//! Register snapshots for the two ways a process enters the kernel.
//!
//! `SYSCALL` entry stores a [`SyscallFrame`]; interrupts store an
//! [`InterruptFrame`]. The scheduler only ever works on the syscall shape,
//! so timer preemption goes through [`capture`] and [`apply`].

use crate::gdt;

/// Interrupt-enable bit in RFLAGS.
pub const RFLAGS_IF: u64 = 1 << 9;

/// RFLAGS for a process that has never run: IF set plus the always-one bit 1.
pub const INITIAL_RFLAGS: u64 = 0x202;

/// Size of [`SyscallFrame`] in machine words. Part of the syscall ABI.
pub const SYSCALL_FRAME_WORDS: usize = 18;

/// Copies the fifteen general-purpose registers between the frame shapes.
macro_rules! copy_gprs {
    ($dst:expr, $src:expr) => {{
        $dst.r15 = $src.r15;
        $dst.r14 = $src.r14;
        $dst.r13 = $src.r13;
        $dst.r12 = $src.r12;
        $dst.r11 = $src.r11;
        $dst.r10 = $src.r10;
        $dst.r9 = $src.r9;
        $dst.r8 = $src.r8;
        $dst.rbp = $src.rbp;
        $dst.rdi = $src.rdi;
        $dst.rsi = $src.rsi;
        $dst.rdx = $src.rdx;
        $dst.rcx = $src.rcx;
        $dst.rbx = $src.rbx;
        $dst.rax = $src.rax;
    }};
}

/// Unified frame. Field order matches the pushes in the syscall entry stub
/// and the loads in `userspace::resume`; do not reorder.
#[derive(Debug, Clone, Copy, Default, PartialEq, Eq)]
#[repr(C)]
pub struct SyscallFrame {
    pub r15: u64,
    pub r14: u64,
    pub r13: u64,
    pub r12: u64,
    pub r11: u64,
    pub r10: u64,
    pub r9: u64,
    pub r8: u64,
    pub rbp: u64,
    pub rdi: u64,
    pub rsi: u64,
    pub rdx: u64,
    pub rcx: u64,
    pub rbx: u64,
    pub rax: u64,
    pub rip: u64,
    pub rsp: u64,
    pub rflags: u64,
}

const _: () = assert!(core::mem::size_of::<SyscallFrame>() == SYSCALL_FRAME_WORDS * 8);

impl SyscallFrame {
    /// Frame for a process's first run: everything zero except where to
    /// start and which stack to use.
    pub const fn fresh(entry: u64, stack_top: u64) -> Self {
        SyscallFrame {
            r15: 0,
            r14: 0,
            r13: 0,
            r12: 0,
            r11: 0,
            r10: 0,
            r9: 0,
            r8: 0,
            rbp: 0,
            rdi: 0,
            rsi: 0,
            rdx: 0,
            rcx: 0,
            rbx: 0,
            rax: 0,
            rip: entry,
            rsp: stack_top,
            rflags: INITIAL_RFLAGS,
        }
    }
}

/// What the timer entry stub leaves on the stack: general-purpose registers
/// pushed by software, then the hardware interrupt frame.
#[derive(Debug, Clone, Copy, Default, PartialEq, Eq)]
#[repr(C)]
pub struct InterruptFrame {
    pub r15: u64,
    pub r14: u64,
    pub r13: u64,
    pub r12: u64,
    pub r11: u64,
    pub r10: u64,
    pub r9: u64,
    pub r8: u64,
    pub rbp: u64,
    pub rdi: u64,
    pub rsi: u64,
    pub rdx: u64,
    pub rcx: u64,
    pub rbx: u64,
    pub rax: u64,
    pub rip: u64,
    pub cs: u64,
    pub rflags: u64,
    pub rsp: u64,
    pub ss: u64,
}

const _: () = assert!(core::mem::size_of::<InterruptFrame>() == 20 * 8);

impl InterruptFrame {
    /// True if the trap interrupted ring 3.
    #[inline]
    pub fn from_user(&self) -> bool {
        self.cs & 0x3 == 0x3
    }
}

/// Converts an interrupt frame into the unified shape. `None` for traps
/// taken at kernel privilege: there are no user registers to preserve.
pub fn capture(trap: &InterruptFrame) -> Option<SyscallFrame> {
    if !trap.from_user() {
        return None;
    }
    let mut frame = SyscallFrame::default();
    copy_gprs!(frame, trap);
    frame.rip = trap.rip;
    frame.rsp = trap.rsp;
    frame.rflags = trap.rflags;
    Some(frame)
}

/// Writes a unified frame back into an interrupt frame. The return always
/// lands in ring 3 with interrupts enabled, whatever the frame's origin.
pub fn apply(frame: &SyscallFrame, trap: &mut InterruptFrame) {
    copy_gprs!(trap, frame);
    trap.rip = frame.rip;
    trap.rsp = frame.rsp;
    trap.rflags = frame.rflags | RFLAGS_IF;
    trap.cs = gdt::USER_CODE_SELECTOR as u64;
    trap.ss = gdt::USER_DATA_SELECTOR as u64;
}

#[cfg(test)]
mod tests {
    use super::*;
    use core::mem::offset_of;

    fn user_trap(seed: u64) -> InterruptFrame {
        InterruptFrame {
            r15: seed ^ 0x0f,
            r14: seed ^ 0x0e,
            r13: seed ^ 0x0d,
            r12: seed ^ 0x0c,
            r11: seed ^ 0x0b,
            r10: seed ^ 0x0a,
            r9: seed ^ 0x09,
            r8: seed ^ 0x08,
            rbp: seed ^ 0x07,
            rdi: seed ^ 0x06,
            rsi: seed ^ 0x05,
            rdx: seed ^ 0x04,
            rcx: seed ^ 0x03,
            rbx: seed ^ 0x02,
            rax: seed ^ 0x01,
            rip: 0x40_1000,
            cs: gdt::USER_CODE_SELECTOR as u64,
            rflags: 0x46, // IF clear on purpose
            rsp: 0x7fff_f000,
            ss: gdt::USER_DATA_SELECTOR as u64,
        }
    }

    #[test]
    fn frame_is_eighteen_words() {
        assert_eq!(core::mem::size_of::<SyscallFrame>(), 144);
    }

    #[test]
    fn asm_offsets_match_layout() {
        assert_eq!(offset_of!(SyscallFrame, r15), 0);
        assert_eq!(offset_of!(SyscallFrame, rdi), 72);
        assert_eq!(offset_of!(SyscallFrame, rax), 112);
        assert_eq!(offset_of!(SyscallFrame, rip), 120);
        assert_eq!(offset_of!(SyscallFrame, rsp), 128);
        assert_eq!(offset_of!(SyscallFrame, rflags), 136);
        assert_eq!(offset_of!(InterruptFrame, rip), 120);
        assert_eq!(offset_of!(InterruptFrame, cs), 128);
    }

    #[test]
    fn capture_then_apply_preserves_registers() {
        for seed in [0u64, 0xdead_beef_0000_0000, u64::MAX] {
            let original = user_trap(seed);
            let unified = capture(&original).unwrap();

            let mut restored = InterruptFrame::default();
            apply(&unified, &mut restored);

            let mut expected = original;
            expected.rflags |= RFLAGS_IF;
            assert_eq!(restored, expected);
            // Only the IF bit may differ.
            assert_eq!(restored.rflags ^ original.rflags, RFLAGS_IF);
        }
    }

    #[test]
    fn kernel_traps_are_not_captured() {
        let mut trap = user_trap(1);
        trap.cs = gdt::KERNEL_CODE_SELECTOR as u64;
        assert!(!trap.from_user());
        assert_eq!(capture(&trap), None);
    }

    #[test]
    fn apply_forces_user_selectors_and_interrupts() {
        let mut trap = InterruptFrame {
            cs: gdt::KERNEL_CODE_SELECTOR as u64,
            ss: gdt::KERNEL_DATA_SELECTOR as u64,
            ..InterruptFrame::default()
        };
        apply(&SyscallFrame::fresh(0x1000, 0x2000), &mut trap);
        assert!(trap.from_user());
        assert_eq!(trap.ss, gdt::USER_DATA_SELECTOR as u64);
        assert_eq!(trap.rflags & RFLAGS_IF, RFLAGS_IF);
        assert_eq!((trap.rip, trap.rsp), (0x1000, 0x2000));
    }

    #[test]
    fn fresh_frame_starts_clean() {
        let f = SyscallFrame::fresh(0xAAAA, 0xBBBB);
        assert_eq!(f.rip, 0xAAAA);
        assert_eq!(f.rsp, 0xBBBB);
        assert_eq!(f.rflags, INITIAL_RFLAGS);
        assert_eq!(f.rax, 0);
    }
}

________________

• Task instructions: Beginning at the line that contains "let mut restored", give again every line down to the end of the material, exactly as written, and stop there.

• Response to this task:
            let mut restored = InterruptFrame::default();
            apply(&unified, &mut restored);

            let mut expected = original;
            expected.rflags |= RFLAGS_IF;
            assert_eq!(restored, expected);
            // Only the IF bit may differ.
            assert_eq!(restored.rflags ^ original.rflags, RFLAGS_IF);
        }
    }

    #[test]
    fn kernel_traps_are_not_captured() {
        let mut trap = user_trap(1);
        trap.cs = gdt::KERNEL_CODE_SELECTOR as u64;
        assert!(!trap.from_user());
        assert_eq!(capture(&trap), None);
    }

    #[test]
    fn apply_forces_user_selectors_and_interrupts() {
        let mut trap = InterruptFrame {
            cs: gdt::KERNEL_CODE_SELECTOR as u64,
            ss: gdt::KERNEL_DATA_SELECTOR as u64,
            ..InterruptFrame::default()
        };
        apply(&SyscallFrame::fresh(0x1000, 0x2000), &mut trap);
        assert!(trap.from_user());
        assert_eq!(trap.ss, gdt::USER_DATA_SELECTOR as u64);
        assert_eq!(trap.rflags & RFLAGS_IF, RFLAGS_IF);
        assert_eq!((trap.rip, trap.rsp), (0x1000, 0x2000));
    }

    #[test]
    fn fresh_frame_starts_clean() {
        let f = SyscallFrame::fresh(0xAAAA, 0xBBBB);
        assert_eq!(f.rip, 0xAAAA);
        assert_eq!(f.rsp, 0xBBBB);
        assert_eq!(f.rflags, INITIAL_RFLAGS);
        assert_eq!(f.rax, 0);
    }
}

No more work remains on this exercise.